There are thinner gaming laptops out there. There are more powerful gaming laptops out there. But, this updated version of the Alienware 13 has something almost no one else has, at least not yet.
The headline here is an OLED screen, which is the super-bright, super-clear display technology now found in only the highest-end big-screen televisions. Why is that important? As we said in our OLED TV explainer: “OLEDs work by putting electricity through certain materials that glow in specific colors. No other TV technology creates light directly like this…OLED TVs will be thinner, lighter, more efficient, and better-performing than any current television technology. Each pixel can be shut off, for an absolute black (no other tech can do this, save CRT), meaning an actual infinite contrast ratio, not just marketing hype.”
And just like on big OLED TVs, the effect here is pretty stunning, as OLED gives you bright colors and deep, nearly invisible blacks. If I were buying a new TV today, there’s no way I wouldn’t make the extra investment in an OLED model. For a laptop, even a gaming one, the benefit is not as clear-cut, but it’s still a great extra feature to have.
While it would be great to have an OLED display as at least an option in a totally top-of-the-line gaming PC, it’s currently only available in a single version of the 13-inch Alienware 13 (with a handful of configuration options) the company labels a “limited edition.” The components inside, including a U-series low-voltage Intel Core i7 CPU and Nvidia’s GeForce 965M GPU, make this a mainstream gaming machine, so you’ll be playing newer games on medium, rather than ultra, settings on the 2,560×1,440 screen.

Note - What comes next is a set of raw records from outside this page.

// SPDX-License-Identifier: Apache-2.0
// Copyright 2025 Ankit Kumar Pandey

//! Finite-field Diffie-Hellman key agreement feeding AES-256-GCM.
//!
//! The initiator encrypts under SHA-256 of its view of the shared secret;
//! the responder decrypts under SHA-256 of its own view. Agreement happens
//! once, when the plugin is built.

use aes_gcm::Aes256Gcm;
use sha2::{Digest, Sha256};

use super::{require_utf8, AeadPlugin, TransformPlugin, Transformed};
use crate::error::{TransformError, TransformResult};
use crate::keys::{DhParties, KeyMaterial};
use crate::types::AlgorithmId;

pub struct DiffieHellmanPlugin {
    initiator: AeadPlugin<Aes256Gcm>,
    responder: AeadPlugin<Aes256Gcm>,
}

impl DiffieHellmanPlugin {
    pub fn new(material: &KeyMaterial) -> TransformResult<Self> {
        let KeyMaterial::DiffieHellman(parties) = material else {
            return Err(TransformError::KeyUnavailable {
                algorithm: AlgorithmId::DiffieHellman,
                reason: format!("expected DH parties, found {}", material.kind()),
            });
        };

        let (initiator_key, responder_key) = Self::derive_keys(parties);
        Ok(Self {
            initiator: AeadPlugin::with_key(AlgorithmId::DiffieHellman, &initiator_key)?,
            responder: AeadPlugin::with_key(AlgorithmId::DiffieHellman, &responder_key)?,
        })
    }

    fn derive_keys(parties: &DhParties) -> ([u8; 32], [u8; 32]) {
        let initiator_secret = parties
            .initiator
            .agree(&parties.group, parties.responder.public());
        let responder_secret = parties
            .responder
            .agree(&parties.group, parties.initiator.public());

        (
            Sha256::digest(&initiator_secret).into(),
            Sha256::digest(&responder_secret).into(),
        )
    }
}

impl TransformPlugin for DiffieHellmanPlugin {
    fn algorithm(&self) -> AlgorithmId {
        AlgorithmId::DiffieHellman
    }

    fn transform(&self, plaintext: &[u8]) -> TransformResult<Transformed> {
        require_utf8(plaintext, "plaintext")?;
        self.initiator.seal(plaintext).map(Transformed::new)
    }

    fn inverse(&self, artifact: &[u8]) -> TransformResult<Vec<u8>> {
        let plaintext = self.responder.open(artifact)?;
        require_utf8(&plaintext, "decrypted plaintext")?;
        Ok(plaintext)
    }
}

Fortunately, even though an OLED television will set you back anywhere from $2,500 to $6,000, the OLED version of the Alienware 13 is reasonably priced, even with its high-end screen. Starting at $1,299 in the US, it’s a bit of a premium over other laptops with Intel GeForce 960-series GPUs (the 965M is a newer variant, and this is the first time we’re testing it), but it costs less than I initially expected.

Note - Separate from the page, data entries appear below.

// SPDX-License-Identifier: Apache-2.0
// Copyright 2025 Ankit Kumar Pandey

//! Append-only result sinks.
//!
//! Each appended record is written and flushed as exactly one row before
//! `append` returns. Rows are never rewritten. Failed iterations go to a
//! separate failures file next to the results, created on first failure.

use std::fs::{self, File, OpenOptions};
use std::path::{Path, PathBuf};

use cipherbench_core::{AlgorithmId, Label};
use thiserror::Error;

use crate::metrics::{IterationFailure, SampleRecord};

/// CSV header, in column order.
pub const CSV_HEADER: [&str; 8] = [
    "operation",
    "iteration_number",
    "label",
    "cpu_percent",
    "memory_used_mb",
    "process_time_sec",
    "output_size_bytes",
    "entropy_bits_per_byte",
];

/// Failures CSV header, in column order.
pub const FAILURE_CSV_HEADER: [&str; 5] = ["operation", "iteration_number", "label", "kind", "message"];

/// Errors raised while persisting records.
#[derive(Debug, Error)]
pub enum SinkError {
    #[error("Result file {path} unavailable: {source}")]
    Io {
        path: PathBuf,
        #[source]
        source: std::io::Error,
    },

    #[error("CSV write failed: {0}")]
    Csv(#[from] csv::Error),
}

/// Destination for sample records and failed iterations.
pub trait ResultSink {
    fn append(&mut self, record: &SampleRecord) -> Result<(), SinkError>;

    /// Persist one failed iteration before the loop moves on.
    fn append_failure(&mut self, failure: &IterationFailure) -> Result<(), SinkError>;
}

/// Result file name for one (try, algorithm, label) run.
///
/// `AES_GCM_METRICS_100KB_1TRY_50loops.csv`
pub fn csv_file_name(
    algorithm: AlgorithmId,
    label: &Label,
    try_number: u32,
    total_iterations: u64,
) -> String {
    format!(
        "{}_METRICS_{}_{}TRY_{}loops.csv",
        algorithm.file_prefix(),
        label.size_tag(),
        try_number,
        total_iterations
    )
}

/// Failures file paired with a results file:
/// `run.csv` becomes `run_FAILURES.csv`.
pub fn failures_path(results: &Path) -> PathBuf {
    let stem = results
        .file_stem()
        .map(|s| s.to_string_lossy().into_owned())
        .unwrap_or_default();
    results.with_file_name(format!("{}_FAILURES.csv", stem))
}

/// Open `path` for appending, writing `header` only when the file is empty.
fn open_append(path: &Path, header: &[&str]) -> Result<csv::Writer<File>, SinkError> {
    let io_err = |source| SinkError::Io {
        path: path.to_path_buf(),
        source,
    };

    if let Some(parent) = path.parent().filter(|p| !p.as_os_str().is_empty()) {
        fs::create_dir_all(parent).map_err(io_err)?;
    }

    let file = OpenOptions::new()
        .create(true)
        .append(true)
        .open(path)
        .map_err(io_err)?;
    let is_empty = file.metadata().map_err(io_err)?.len() == 0;

    let mut writer = csv::WriterBuilder::new()
        .has_headers(false)
        .from_writer(file);
    if is_empty {
        writer.write_record(header)?;
        writer.flush().map_err(io_err)?;
    }

    tracing::debug!(path = %path.display(), new_file = is_empty, "Opened CSV file");
    Ok(writer)
}

/// CSV file sink opened in append mode.
pub struct CsvSink {
    path: PathBuf,
    writer: csv::Writer<File>,
    failures: Option<csv::Writer<File>>,
}

impl CsvSink {
    /// Open `path` for appending, creating parents as needed.
    /// The header is written only when the file is empty.
    pub fn open(path: impl AsRef<Path>) -> Result<Self, SinkError> {
        let path = path.as_ref().to_path_buf();
        let writer = open_append(&path, &CSV_HEADER)?;
        Ok(Self {
            path,
            writer,
            failures: None,
        })
    }

    pub fn path(&self) -> &Path {
        &self.path
    }
}

impl ResultSink for CsvSink {
    fn append(&mut self, record: &SampleRecord) -> Result<(), SinkError> {
        let entropy = record
            .entropy_bits_per_byte
            .map(|e| e.to_string())
            .unwrap_or_default();

        let iteration = record.iteration.to_string();
        let cpu = record.cpu_percent.to_string();
        let memory = record.memory_delta_mb.to_string();
        let duration = record.duration_sec.to_string();
        let size = record.output_size_bytes.to_string();

        self.writer.write_record([
            record.operation.as_str(),
            iteration.as_str(),
            record.label.as_str(),
            cpu.as_str(),
            memory.as_str(),
            duration.as_str(),
            size.as_str(),
            entropy.as_str(),
        ])?;
        self.writer.flush().map_err(|source| SinkError::Io {
            path: self.path.clone(),
            source,
        })
    }

    fn append_failure(&mut self, failure: &IterationFailure) -> Result<(), SinkError> {
        let path = failures_path(&self.path);
        let writer = match self.failures.take() {
            Some(writer) => writer,
            None => open_append(&path, &FAILURE_CSV_HEADER)?,
        };
        let writer = self.failures.insert(writer);

        let iteration = failure.iteration.to_string();
        writer.write_record([
            failure.operation.as_str(),
            iteration.as_str(),
            failure.label.as_str(),
            failure.kind.as_str(),
            failure.message.as_str(),
        ])?;
        writer.flush().map_err(|source| SinkError::Io { path, source })
    }
}

/// In-memory sink for tests and in-process inspection.
#[derive(Debug, Default)]
pub struct MemorySink {
    records: Vec<SampleRecord>,
    failures: Vec<IterationFailure>,
}

impl MemorySink {
    pub fn new() -> Self {
        Self::default()
    }

    pub fn records(&self) -> &[SampleRecord] {
        &self.records
    }

    pub fn failures(&self) -> &[IterationFailure] {
        &self.failures
    }
}

impl ResultSink for MemorySink {
    fn append(&mut self, record: &SampleRecord) -> Result<(), SinkError> {
        self.records.push(record.clone());
        Ok(())
    }

    fn append_failure(&mut self, failure: &IterationFailure) -> Result<(), SinkError> {
        self.failures.push(failure.clone());
        Ok(())
    }
}

#[cfg(test)]
mod tests {
    use super::*;
    use crate::metrics::FailureKind;
    use cipherbench_core::Operation;
    use tempfile::TempDir;

    fn record(operation: Operation, iteration: u64) -> SampleRecord {
        SampleRecord {
            operation,
            iteration,
            label: Label::new("100KB file").unwrap(),
            cpu_percent: 12.5,
            memory_delta_mb: -0.25,
            resident_mb: 64.0,
            duration_sec: 0.002,
            output_size_bytes: 102_428,
            entropy_bits_per_byte: (operation == Operation::Encryption).then_some(7.99),
        }
    }

    #[test]
    fn test_file_name() {
        let label = Label::new("100KB file").unwrap();
        assert_eq!(
            csv_file_name(AlgorithmId::AesGcm, &label, 1, 50),
            "AES_GCM_METRICS_100KB_1TRY_50loops.csv"
        );
        let label = Label::new("Another 1MB file").unwrap();
        assert_eq!(
            csv_file_name(AlgorithmId::DiffieHellman, &label, 3, 10),
            "DIFFIE_HELLMAN_METRICS_ANOTHER1MB_3TRY_10loops.csv"
        );
    }

    #[test]
    fn test_csv_rows() {
        let dir = TempDir::new().unwrap();
        let path = dir.path().join("out/run.csv");
        let mut sink = CsvSink::open(&path).unwrap();
        sink.append(&record(Operation::Encryption, 1)).unwrap();
        sink.append(&record(Operation::Decryption, 1)).unwrap();

        let content = fs::read_to_string(&path).unwrap();
        let lines: Vec<_> = content.lines().collect();
        assert_eq!(lines.len(), 3);
        assert_eq!(lines[0], CSV_HEADER.join(","));
        assert_eq!(lines[1], "encryption,1,100KB file,12.5,-0.25,0.002,102428,7.99");
        assert_eq!(lines[2], "decryption,1,100KB file,12.5,-0.25,0.002,102428,");
    }

    #[test]
    fn test_reopen_does_not_repeat_header() {
        let dir = TempDir::new().unwrap();
        let path = dir.path().join("run.csv");
        {
            let mut sink = CsvSink::open(&path).unwrap();
            sink.append(&record(Operation::Encryption, 1)).unwrap();
        }
        {
            let mut sink = CsvSink::open(&path).unwrap();
            sink.append(&record(Operation::Encryption, 2)).unwrap();
        }

        let content = fs::read_to_string(&path).unwrap();
        assert_eq!(content.matches("operation,iteration_number").count(), 1);
        assert_eq!(content.lines().count(), 3);
    }

    #[test]
    fn test_rows_visible_before_drop() {
        let dir = TempDir::new().unwrap();
        let path = dir.path().join("run.csv");
        let mut sink = CsvSink::open(&path).unwrap();
        sink.append(&record(Operation::Encryption, 1)).unwrap();
        assert_eq!(fs::read_to_string(&path).unwrap().lines().count(), 2);
    }

    fn failure(iteration: u64) -> IterationFailure {
        IterationFailure {
            operation: Operation::Decryption,
            iteration,
            label: Label::new("100KB file").unwrap(),
            kind: FailureKind::Integrity,
            message: "authentication failed, artifact corrupted".to_string(),
        }
    }

    #[test]
    fn test_failures_path() {
        assert_eq!(
            failures_path(Path::new("out/AES_GCM_METRICS_1MB_1TRY_5loops.csv")),
            PathBuf::from("out/AES_GCM_METRICS_1MB_1TRY_5loops_FAILURES.csv")
        );
    }

    #[test]
    fn test_failures_written_as_they_happen() {
        let dir = TempDir::new().unwrap();
        let path = dir.path().join("run.csv");
        let failures = failures_path(&path);
        let mut sink = CsvSink::open(&path).unwrap();
        sink.append(&record(Operation::Encryption, 1)).unwrap();
        assert!(!failures.exists());

        sink.append_failure(&failure(1)).unwrap();
        let content = fs::read_to_string(&failures).unwrap();
        let lines: Vec<_> = content.lines().collect();
        assert_eq!(lines.len(), 2);
        assert_eq!(lines[0], FAILURE_CSV_HEADER.join(","));
        assert_eq!(
            lines[1],
            "decryption,1,100KB file,integrity,\"authentication failed, artifact corrupted\""
        );

        sink.append_failure(&failure(2)).unwrap();
        assert_eq!(fs::read_to_string(&failures).unwrap().lines().count(), 3);
        // Results file is untouched by failures.
        assert_eq!(fs::read_to_string(&path).unwrap().lines().count(), 2);
    }

    #[test]
    fn test_failures_reopen_does_not_repeat_header() {
        let dir = TempDir::new().unwrap();
        let path = dir.path().join("run.csv");
        for iteration in 1..=2 {
            let mut sink = CsvSink::open(&path).unwrap();
            sink.append_failure(&failure(iteration)).unwrap();
        }
        let content = fs::read_to_string(failures_path(&path)).unwrap();
        assert_eq!(content.matches("operation,iteration_number").count(), 1);
        assert_eq!(content.lines().count(), 3);
    }

    #[test]
    fn test_memory_sink() {
        let mut sink = MemorySink::new();
        sink.append(&record(Operation::Encryption, 1)).unwrap();
        assert_eq!(sink.records().len(), 1);
        assert_eq!(sink.records()[0].iteration, 1);

        sink.append_failure(&failure(2)).unwrap();
        assert_eq!(sink.failures(), &[failure(2)]);
    }
}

The configuration we tested, with an Intel core i7-6500U processor, 256GB SSD, the OLED display and the Nvidia GeForce 965M, works out to $1,799. The OLED display version of the Alienware 13 isn’t currently available in the UK or Australia, but similar non-OLED configurations run £1,498 or AU$2,816.
Alienware 13 (OLED)
|Price as reviewed||$1,799|
|Display size/resolution||13-inch, 2560 x 1440 OLED touchscreen|
|PC CPU||2.5GHz Intel Core i7-6500U|
|PC Memory||12GB DDR3 SDRAM 1600MHz|
|Graphics||Nvidia GeForce GTX 965M|
|Networking||802.11ac wireless, Bluetooth 4.1|
|Operating system||Microsoft Windows 10 Home (64-bit)|
OLED display aside, this looks and feels like the same Alienware 13 that’s been around for past couple of years. It’s thinner and lighter than gaming laptops of years past, but it’s also not on the bleeding edge of gaming laptop design. Razer, MSI and others do slimmer, more modern-looking gaming laptops.

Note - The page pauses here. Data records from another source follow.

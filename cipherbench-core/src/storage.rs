// SPDX-License-Identifier: Apache-2.0
// Copyright 2025 Ankit Kumar Pandey

//! Payload store collaborator.
//!
//! Three columns per label: the plaintext source (Stage A), and per algorithm
//! the committed artifact (Stage B) and the recovered result (Stage C). Commits
//! overwrite: a label holds at most one value per column.

use std::collections::HashMap;
use std::fs;
use std::io::Write;
use std::path::{Path, PathBuf};
use std::sync::{Arc, RwLock};

use crate::error::{StoreError, StoreResult};
use crate::types::{AlgorithmId, Label};

/// Store of payloads and pipeline outputs, keyed by label.
pub trait PayloadStore: Send + Sync {
    /// Stage A read. `None` when no row exists for the label.
    fn fetch_plaintext(&self, label: &Label) -> StoreResult<Option<Vec<u8>>>;

    /// Stage A write.
    fn ingest_plaintext(&self, label: &Label, data: &[u8]) -> StoreResult<()>;

    /// Stage B write.
    fn commit_artifact(&self, algorithm: AlgorithmId, label: &Label, data: &[u8])
        -> StoreResult<()>;

    /// Stage B read.
    fn fetch_artifact(&self, algorithm: AlgorithmId, label: &Label)
        -> StoreResult<Option<Vec<u8>>>;

    /// Stage C write.
    fn commit_result(&self, algorithm: AlgorithmId, label: &Label, data: &[u8])
        -> StoreResult<()>;
}

#[derive(Debug, Clone, Copy, PartialEq, Eq, Hash)]
enum Column {
    Plaintext,
    Artifact(AlgorithmId),
    Result(AlgorithmId),
}

/// In-memory store. Clones share the same data.
#[derive(Debug, Clone, Default)]
pub struct MemoryStore {
    data: Arc<RwLock<HashMap<(Column, Label), Vec<u8>>>>,
}

impl MemoryStore {
    pub fn new() -> Self {
        Self::default()
    }

    fn put(&self, column: Column, label: &Label, data: &[u8]) {
        let mut lock = self.data.write().unwrap_or_else(|e| e.into_inner());
        lock.insert((column, label.clone()), data.to_vec());
    }

    fn get(&self, column: Column, label: &Label) -> Option<Vec<u8>> {
        let lock = self.data.read().unwrap_or_else(|e| e.into_inner());
        lock.get(&(column, label.clone())).cloned()
    }

    /// Stage C read, for inspection.
    pub fn result(&self, algorithm: AlgorithmId, label: &Label) -> Option<Vec<u8>> {
        self.get(Column::Result(algorithm), label)
    }

    /// Overwrite a committed artifact without going through a pipeline.
    pub fn replace_artifact(&self, algorithm: AlgorithmId, label: &Label, data: &[u8]) {
        self.put(Column::Artifact(algorithm), label, data);
    }
}

impl PayloadStore for MemoryStore {
    fn fetch_plaintext(&self, label: &Label) -> StoreResult<Option<Vec<u8>>> {
        Ok(self.get(Column::Plaintext, label))
    }

    fn ingest_plaintext(&self, label: &Label, data: &[u8]) -> StoreResult<()> {
        self.put(Column::Plaintext, label, data);
        Ok(())
    }

    fn commit_artifact(
        &self,
        algorithm: AlgorithmId,
        label: &Label,
        data: &[u8],
    ) -> StoreResult<()> {
        self.put(Column::Artifact(algorithm), label, data);
        Ok(())
    }

    fn fetch_artifact(
        &self,
        algorithm: AlgorithmId,
        label: &Label,
    ) -> StoreResult<Option<Vec<u8>>> {
        Ok(self.get(Column::Artifact(algorithm), label))
    }

    fn commit_result(
        &self,
        algorithm: AlgorithmId,
        label: &Label,
        data: &[u8],
    ) -> StoreResult<()> {
        self.put(Column::Result(algorithm), label, data);
        Ok(())
    }
}

/// Directory-backed store.
///
/// Layout under the root:
/// ```text
/// plaintext/<hex(label)>.bin
/// <algorithm>/artifact/<hex(label)>.bin
/// <algorithm>/result/<hex(label)>.bin
/// ```
/// Writes go to a temp file that is renamed over the target.
#[derive(Debug, Clone)]
pub struct FileStore {
    root: PathBuf,
}

impl FileStore {
    /// Open (and create if needed) a store rooted at `root`.
    pub fn open(root: impl Into<PathBuf>) -> StoreResult<Self> {
        let root = root.into();
        fs::create_dir_all(&root).map_err(|e| StoreError::io("open", e))?;
        tracing::debug!(root = %root.display(), "Opened file store");
        Ok(Self { root })
    }

    pub fn root(&self) -> &Path {
        &self.root
    }

    fn path_for(&self, column: Column, label: &Label) -> PathBuf {
        let file = format!("{}.bin", hex::encode(label.as_str().as_bytes()));
        match column {
            Column::Plaintext => self.root.join("plaintext").join(file),
            Column::Artifact(alg) => self.root.join(alg.as_str()).join("artifact").join(file),
            Column::Result(alg) => self.root.join(alg.as_str()).join("result").join(file),
        }
    }

    fn read(
        &self,
        operation: &'static str,
        column: Column,
        label: &Label,
    ) -> StoreResult<Option<Vec<u8>>> {
        match fs::read(self.path_for(column, label)) {
            Ok(bytes) => Ok(Some(bytes)),
            Err(e) if e.kind() == std::io::ErrorKind::NotFound => Ok(None),
            Err(e) => Err(StoreError::io(operation, e)),
        }
    }

    fn write(
        &self,
        operation: &'static str,
        column: Column,
        label: &Label,
        data: &[u8],
    ) -> StoreResult<()> {
        let path = self.path_for(column, label);
        let dir = path.parent().unwrap_or(&self.root);
        fs::create_dir_all(dir).map_err(|e| StoreError::io(operation, e))?;

        let tmp = path.with_extension("bin.tmp");
        let mut file = fs::File::create(&tmp).map_err(|e| StoreError::io(operation, e))?;
        file.write_all(data)
            .and_then(|_| file.sync_all())
            .map_err(|e| StoreError::io(operation, e))?;
        fs::rename(&tmp, &path).map_err(|e| StoreError::io(operation, e))?;

        tracing::debug!(
            operation,
            label = %label,
            bytes = data.len(),
            "Wrote store entry"
        );
        Ok(())
    }
}

impl PayloadStore for FileStore {
    fn fetch_plaintext(&self, label: &Label) -> StoreResult<Option<Vec<u8>>> {
        self.read("fetch_plaintext", Column::Plaintext, label)
    }

    fn ingest_plaintext(&self, label: &Label, data: &[u8]) -> StoreResult<()> {
        self.write("ingest_plaintext", Column::Plaintext, label, data)
    }

    fn commit_artifact(
        &self,
        algorithm: AlgorithmId,
        label: &Label,
        data: &[u8],
    ) -> StoreResult<()> {
        self.write("commit_artifact", Column::Artifact(algorithm), label, data)
    }

    fn fetch_artifact(
        &self,
        algorithm: AlgorithmId,
        label: &Label,
    ) -> StoreResult<Option<Vec<u8>>> {
        self.read("fetch_artifact", Column::Artifact(algorithm), label)
    }

    fn commit_result(
        &self,
        algorithm: AlgorithmId,
        label: &Label,
        data: &[u8],
    ) -> StoreResult<()> {
        self.write("commit_result", Column::Result(algorithm), label, data)
    }
}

Like every other Alienware laptop in recent memory, a programmable backlit keyboard offers plenty of color customization and the closely spaced, tapered keys feel more like a traditional gaming desktop keyboard than the standard island-style keys found on most other laptops, gaming or otherwise.
Eyes on with OLED
The big deal here is that 2,560×1,440 OLED display. I took the system to our in-house television testing lab, manned by TV testing expert David Katzmaier, and we viewed a variety of video and game content on the screen. What we saw was performance that’s very visually appealing, but not as dead-on as a great OLED television.